— May 8, 2008 —
- Construction will begin on new Law School
- Arnold Mitchem elected to Marquette Board of Trustees
- Supreme Court Justice Sandra Day O’Connor speaks to law students
- New parking structure to be built on Clybourn Avenue
- Faculty to pick up caps and gowns in AMU
- Faculty symposium to address service learning
- Submit professional accomplishments for Compendium newsletter
- Marquette Place to close for summer
- Musicians and ushers needed for Baccalaureate Mass
- Toastmasters to provide free demonstration meeting
- Summer fitness classes offered at Rec Plex
- IT Services launches new Web site
- SOHI District to host Taste of SOHI Fish Fry
1. Construction will begin on new Law School
Marquette will break ground for a new Law School on Thursday, May 22.

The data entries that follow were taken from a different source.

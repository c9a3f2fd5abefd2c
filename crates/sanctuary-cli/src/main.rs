//! Sanctuary CLI - Emotional journal for familiars and rituals
//!
//! Usage:
//!   sanctuary init                                  Initialize database
//!   sanctuary log interaction --familiar owl ...    Log an interaction
//!   sanctuary log ritual --name "Moon Rite" ...     Log a ritual outcome
//!   sanctuary insights                              Show journal insights
//!   sanctuary serve --port 3001                     Start MCP server

mod cli;
mod commands;


use anyhow::Result;
use clap::Parser;
use sanctuary_core::tools::{LogInteractionParams, LogRitualParams};
use tracing_subscriber::{fmt, prelude::*, EnvFilter};

use cli::*;

#[tokio::main]
async fn main() -> Result<()> {
    let cli = Cli::parse();

    // Set up logging
    // Priority: RUST_LOG env var > --verbose flag > default (info)
    let filter = if std::env::var("RUST_LOG").is_ok() {
        EnvFilter::from_default_env()
    } else if cli.verbose {
        EnvFilter::new("debug")
    } else {
        EnvFilter::new("info")
    };

    // Logs go to stderr so stdout stays clean for --json and MCP over stdio
    tracing_subscriber::registry()
        .with(filter)
        .with(
            fmt::layer()
                .with_writer(std::io::stderr)
                .with_target(false)
                .compact(),
        )
        .init();

    match cli.command {
        Commands::Init => commands::cmd_init(&cli.db),
        Commands::Log { entry } => {
            let db = commands::open_db(&cli.db)?;
            match entry {
                LogEntry::Interaction {
                    familiar,
                    kind,
                    emotions,
                    notes,
                    model,
                    at,
                } => {
                    let params = LogInteractionParams {
                        familiar_id: familiar,
                        interaction_type: kind,
                        emotions: Some(emotions),
                        notes,
                        model_id: model,
                        timestamp: at.as_deref().map(timestamp_arg),
                    };
                    commands::cmd_log_interaction(&db, params, cli.json)
                }
                LogEntry::Ritual {
                    name,
                    success,
                    failed: _,
                    emotions,
                    outcome,
                    notes,
                    model,
                    at,
                } => {
                    let params = LogRitualParams {
                        ritual_name: name,
                        success,
                        emotions: Some(emotions),
                        outcome_description: outcome,
                        notes,
                        model_id: model,
                        timestamp: at.as_deref().map(timestamp_arg),
                    };
                    commands::cmd_log_ritual(&db, params, cli.json)
                }
            }
        }
        Commands::Interactions { range } => {
            let db = commands::open_db(&cli.db)?;
            commands::cmd_interactions(&db, range.into_params(), cli.json)
        }
        Commands::Rituals { range } => {
            let db = commands::open_db(&cli.db)?;
            commands::cmd_rituals(&db, range.into_params(), cli.json)
        }
        Commands::Insights { ritual, model } => {
            let db = commands::open_db(&cli.db)?;
            commands::cmd_insights(&db, ritual.as_deref(), model.as_deref(), cli.json)
        }
        Commands::Emotions => {
            let db = commands::open_db(&cli.db)?;
            commands::cmd_emotions(&db, cli.json)
        }
        Commands::Status => commands::cmd_status(&cli.db, cli.json),
        Commands::Serve { host, port, stdio } => {
            commands::cmd_serve(&cli.db, &host, port, stdio).await
        }
    }
}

The Marquette University Board of Trustees approved the project Wednesday. The building will be named Eckstein Hall in honor of the $51 million donation in May 2007 from Raymond A. and Katherine A. Eckstein, an alumni couple from Cassville, Wis. Inside, the four-story structure will feature the Zilber Forum, recognizing the generosity of Milwaukee real estate developer Joseph Zilber, an alumnus who last August contributed $30 million, of which $5 million will be used toward construction of the building and $25 million will go to student scholarships. The $85 million project has also been supported by an early $1 million gift from the Bradley Foundation as well as several seven-figure gifts from anonymous donors.
Located on Tory Hill, at the southeast corner of the Marquette campus, the 200,000-square-foot building will include two courtrooms, classrooms, faculty office suites, library space with a two-story reading room, a conference center and a café. Two stories of parking below the building will accommodate 170 vehicles.
“Eckstein Hall will be the realization of an extraordinary vision articulated so persuasively by Law School Dean Joseph D. Kearney and the law faculty,” Marquette President Robert A. Wild, S.J., said. “In addition to providing our students and faculty with a facility specifically designed to meet the needs of 21st century legal education, the new Law School building will serve as a magnet for the discussion of the legal and social issues that affect our society — and as a catalyst for action to address those issues.”
The building is being designed by Shepley, Bulfinch, Richardson & Abbott Architects and Opus Architects & Engineers, with Opus North Corp. as the general contractor. It is targeted for completion by fall 2010.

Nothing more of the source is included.